Every financial institution is unique, with its own constituencies that each require a unique combination of products and services – precisely why many out-of-the-box core systems don’t fit everyone’s needs.
Such was the case at CHROME.
When I arrived in 2010, I inherited a core system that was under contract – a stable product, and deserving of its popular standing in the market. However, it’s not the best choice for smaller institutions like ours ($88 million in assets when I came aboard), especially since we have committed to becoming more and more nimble, and extremely aggressive with our strategies involving tech. Sure, a big institution with a team of programmers can make that particular system sing, but not us.
Three years ago when I became the credit union’s CEO, our forward-thinking board quickly agreed that we needed to embrace a digital model. To achieve that goal, we would require rapid response integration; we needed to be able to add new products and services quickly, as our business model evolved and expanded. It soon became clear that our service bureau solution with a 30-year-old core wasn’t going to cut it. At least not any time soon – definitely not soon enough.
So we went core shopping. Of course we looked at all the major players, but we came away feeling the same about those options as we did about our current core. We also considered several smaller core providers that were great… but fell short of our expectations when it came to things like API-based integration. Plus, none of them seemed designed for slicing and dicing all of the data from all our different data streams – core, third-party products, or wherever. Even though many of them boasted “open integration,” they were using an outdated definition of what that means.
Digital to The Core
We believe banking evolution will center around direct digital marketing. The only way to get there is to have a core that protects the member’s data while also allowing it to flow freely and securely across all the third-party products we need to deploy, and lets you look at that data from any angle you want.
Did I mention that we need all that to happen in real time? Apparently that was a much taller order than I would have ever expected.
Just as my frustrations were reaching a white hot crescendo, we learned about a new tech company that formally launched its core at Money20/20 two years ago. A few months later, I asked for a demo, met with their executives, and soon began due diligence.
Now, this firm wasn’t very well known in the banking world yet. But they already had a full relational data model organized around individual relationships (people or businesses), and provided a 360-degree view. The platform came with a full-stack banking solution – internet banking, voice response, mobile banking, data warehousing, and imaging all built into the engine – so we wouldn’t be patching a bunch of products together with bandaids. It also came with a pretty slick interface, including a user-friendly automated workflow design, which is precisely what we wanted: a system designed by people who cared about about UX, because most (if not all) banking core systems were designed by programmers – engineers and techs who don’t necessarily put the customer experience first.
For all the bells and whistles, we ultimately chose to go rogue and picked our new core system provider because we felt their platform could successfully adapt in real time, which we knew would be critical to our strategic goals.
For instance, we are gearing up to add our PFM partner’s business platform as part of our overall commitment to community businesses, which is something they will be able to fully integrate in a 90-day window.
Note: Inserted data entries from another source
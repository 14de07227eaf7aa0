//! Countdown/Cancellation Controller
//!
//! `begin` arms a timer; `cancel` may arrive from any thread. Both paths
//! funnel into one resolver task, and the outcome is claimed with a single
//! compare-and-set on `phase`, so exactly one of {expire, cancel} ever runs.
//!
//! ```text
//!            cancel() wins CAS               resolver runs on_cancelled
//!  PENDING ───────────────────► CANCELLED ─────────────────────────────►
//!     │
//!     │ timer fires, resolver wins CAS       resolver runs on_expire
//!     └─────────────────────────► EXPIRED ─────────────────────────────►
//! ```

use std::future::Future;
use std::sync::atomic::{AtomicU8, Ordering};
use std::sync::Arc;
use std::time::Duration;

use serde::Serialize;
use tokio::sync::Notify;
use tokio::task::JoinHandle;
use tracing::debug;

const PENDING: u8 = 0;
const CANCELLED: u8 = 1;
const EXPIRED: u8 = 2;

/// How a countdown ended
#[derive(Debug, Clone, Copy, PartialEq, Eq, Serialize)]
#[serde(rename_all = "snake_case")]
pub enum Resolution {
    Expired,
    Cancelled,
}

#[derive(Debug)]
struct Shared {
    phase: AtomicU8,
    wake: Notify,
}

impl Shared {
    fn claim(&self, outcome: u8) -> bool {
        self.phase
            .compare_exchange(PENDING, outcome, Ordering::AcqRel, Ordering::Acquire)
            .is_ok()
    }
}

/// A running countdown
#[derive(Debug)]
pub struct Countdown {
    shared: Arc<Shared>,
    task: JoinHandle<Resolution>,
}

impl Countdown {
    /// Arm a countdown of `duration`. Must be called inside a tokio runtime.
    ///
    /// `on_expire` runs (and is awaited) only if the timer wins;
    /// `on_cancelled` runs only if `cancel` wins.
    pub fn begin<E, F, C>(duration: Duration, on_expire: E, on_cancelled: C) -> Self
    where
        E: FnOnce() -> F + Send + 'static,
        F: Future<Output = ()> + Send + 'static,
        C: FnOnce() + Send + 'static,
    {
        let shared = Arc::new(Shared {
            phase: AtomicU8::new(PENDING),
            wake: Notify::new(),
        });

        let resolver = Arc::clone(&shared);
        let task = tokio::spawn(async move {
            tokio::select! {
                _ = tokio::time::sleep(duration) => {}
                _ = resolver.wake.notified() => {}
            }

            // Timer fired or cancel woke us. Try to claim expiry; losing means
            // cancel() got there first.
            if resolver.claim(EXPIRED) {
                debug!("countdown expired");
                on_expire().await;
                Resolution::Expired
            } else {
                debug!("countdown cancelled");
                on_cancelled();
                Resolution::Cancelled
            }
        });

        Self { shared, task }
    }

    /// Request cancellation. True only for the call that actually cancelled;
    /// after expiry (or a previous cancel) this is a no-op returning false.
    pub fn cancel(&self) -> bool {
        if self.shared.claim(CANCELLED) {
            self.shared.wake.notify_one();
            true
        } else {
            false
        }
    }

    /// Still waiting for either outcome?
    pub fn is_pending(&self) -> bool {
        self.shared.phase.load(Ordering::Acquire) == PENDING
    }

    /// Outcome claimed so far, if any
    pub fn resolution(&self) -> Option<Resolution> {
        match self.shared.phase.load(Ordering::Acquire) {
            CANCELLED => Some(Resolution::Cancelled),
            EXPIRED => Some(Resolution::Expired),
            _ => None,
        }
    }

    /// Wait for the resolver (including the expiry callback) to finish
    pub async fn finished(self) -> Option<Resolution> {
        self.task.await.ok()
    }
}

// =============================================================================
// TESTS
// =============================================================================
Our old core couldn’t even come close to that, even though they have an agreement in place with the PFM company.
Here’s another example. On the old core, we decided to move to a virtual desktop infrastructure (VDI) environment using Citrix because we wanted to eliminate core client software on employee workstations. We eventually got it to work, but the implementation was clunky and ugly. On the other hand, our new core provider is already completely browser-based and runs from the cloud. Having a cloud-based, IP-locked, geofenced solution means that we can literally run everything off a $200 laptop. With a VPN in place, we can do it from anywhere, too. Our specific plan is to build our whole infrastructure from HP Chromebooks and Chromeboxes, with the occasional Windows PC or Mac as needed.
We’re also going work with our new core provider to develop a mobile platform that works exactly the way we want it. We also have a couple other innovative product offerings we want to roll out in the near future, and we know it won’t take 24-36 months like it might with older cores.
Yesterday’s financial institutions relied heavily on legacy tech technology. Tomorrow’s banking providers will be tech-driven, digital-first organizations that just happen to specialize in delivering financial services.